Changing a Functions vs. Renaming a Function
(zooko came up with this excellent example.)
Suppose you have this initial version:
int square(int x) { int y = x; for (int i = 0; i < x; i++) y += x; return y; }
One user decides to turn this into two different functions:
int fast_square(int x) { int y = x; return y * x; } int slow_square(int x) { int y = x; for (int i = 0; i < x; i++) y += x; return y; }
Another user spots a bug in the function and fixes it:
int square(int x) { int y = 0; for (int i = 0; i < x; i++) y += x; return y; }
When combining these two changes, some implementations of simple 3-way merge (and probably other algorithms as well) will produce a strange result:
int fast_square(int x) { int y = 0; return y * x; } int slow_square(int x) { int y = x; for (int i = 0; i < x; i++) y += x; return y; }
This happens because merging requires matching portions of the different versions of the file against the others. Because the "int y = x;" line appears twice, it's not clear to the merge algortihm which one the user intended to change.

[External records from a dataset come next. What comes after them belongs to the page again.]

//! # Prometheus Metrics
//!
//! Counters and histograms go through the `metrics` facade; the Prometheus
//! recorder installed at startup renders them at `/metrics`.
//!
//! HTTP-level metrics are recorded in [`metrics_middleware`]. Engagement
//! outcomes are recorded by the handlers that produce them.

use std::time::{Duration, Instant};

use axum::extract::{MatchedPath, Request};
use axum::middleware::Next;
use axum::response::Response;
use broski_engagement::CompletionOutcome;
use metrics::{counter, describe_counter, describe_histogram, histogram};
use metrics_exporter_prometheus::{BuildError, PrometheusBuilder, PrometheusHandle};

pub const HTTP_REQUESTS_TOTAL: &str = "broski_http_requests_total";
pub const HTTP_REQUEST_DURATION_SECONDS: &str = "broski_http_request_duration_seconds";
pub const CHALLENGE_COMPLETIONS_TOTAL: &str = "broski_challenge_completions_total";
pub const CHALLENGE_REJECTIONS_TOTAL: &str = "broski_challenge_rejections_total";
pub const TRIAL_DENIALS_TOTAL: &str = "broski_trial_denials_total";

/// How often the recorder drains histogram buckets.
pub const UPKEEP_INTERVAL: Duration = Duration::from_secs(5);

/// Install the global Prometheus recorder and describe the metrics.
pub fn install_recorder() -> Result<PrometheusHandle, BuildError> {
    let handle = PrometheusBuilder::new().install_recorder()?;

    describe_counter!(HTTP_REQUESTS_TOTAL, "Total HTTP requests");
    describe_histogram!(
        HTTP_REQUEST_DURATION_SECONDS,
        metrics::Unit::Seconds,
        "HTTP request duration in seconds"
    );
    describe_counter!(CHALLENGE_COMPLETIONS_TOTAL, "Accepted daily challenge completions");
    describe_counter!(
        CHALLENGE_REJECTIONS_TOTAL,
        "Completion attempts rejected because the cycle was already completed"
    );
    describe_counter!(TRIAL_DENIALS_TOTAL, "Trial requests denied at the daily ceiling");

    Ok(handle)
}

/// Middleware that counts requests and records latency per matched route.
pub async fn metrics_middleware(request: Request, next: Next) -> Response {
    let method = request.method().to_string();
    let path = request
        .extensions()
        .get::<MatchedPath>()
        .map(|p| p.as_str().to_owned())
        .unwrap_or_else(|| "unmatched".to_owned());
    let start = Instant::now();

    let response = next.run(request).await;

    let status = response.status().as_u16().to_string();
    counter!(
        HTTP_REQUESTS_TOTAL,
        "method" => method.clone(),
        "path" => path.clone(),
        "status" => status
    )
    .increment(1);
    histogram!(HTTP_REQUEST_DURATION_SECONDS, "method" => method, "path" => path)
        .record(start.elapsed().as_secs_f64());

    response
}

/// Count a completion attempt by outcome.
pub fn record_completion(outcome: &CompletionOutcome) {
    match outcome {
        CompletionOutcome::Accepted(_) => counter!(CHALLENGE_COMPLETIONS_TOTAL).increment(1),
        CompletionOutcome::AlreadyCompleted { .. } => {
            counter!(CHALLENGE_REJECTIONS_TOTAL).increment(1)
        }
    }
}

/// Count a trial request denied at the ceiling.
pub fn record_trial_denial() {
    counter!(TRIAL_DENIALS_TOTAL).increment(1);
}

Or, to look at it another way, the merge algorithm has to compare each new version to the version it's based upon and convert the edit into some sequence of changes. In the case of the first change (adding fast_square and renaming square to slow_square), the edit can be viewed as:
Changing the first line (i.e. renaming square to fast_square)
Inserting several new lines (which happen to include a close brace and the beginning of the function slow_square)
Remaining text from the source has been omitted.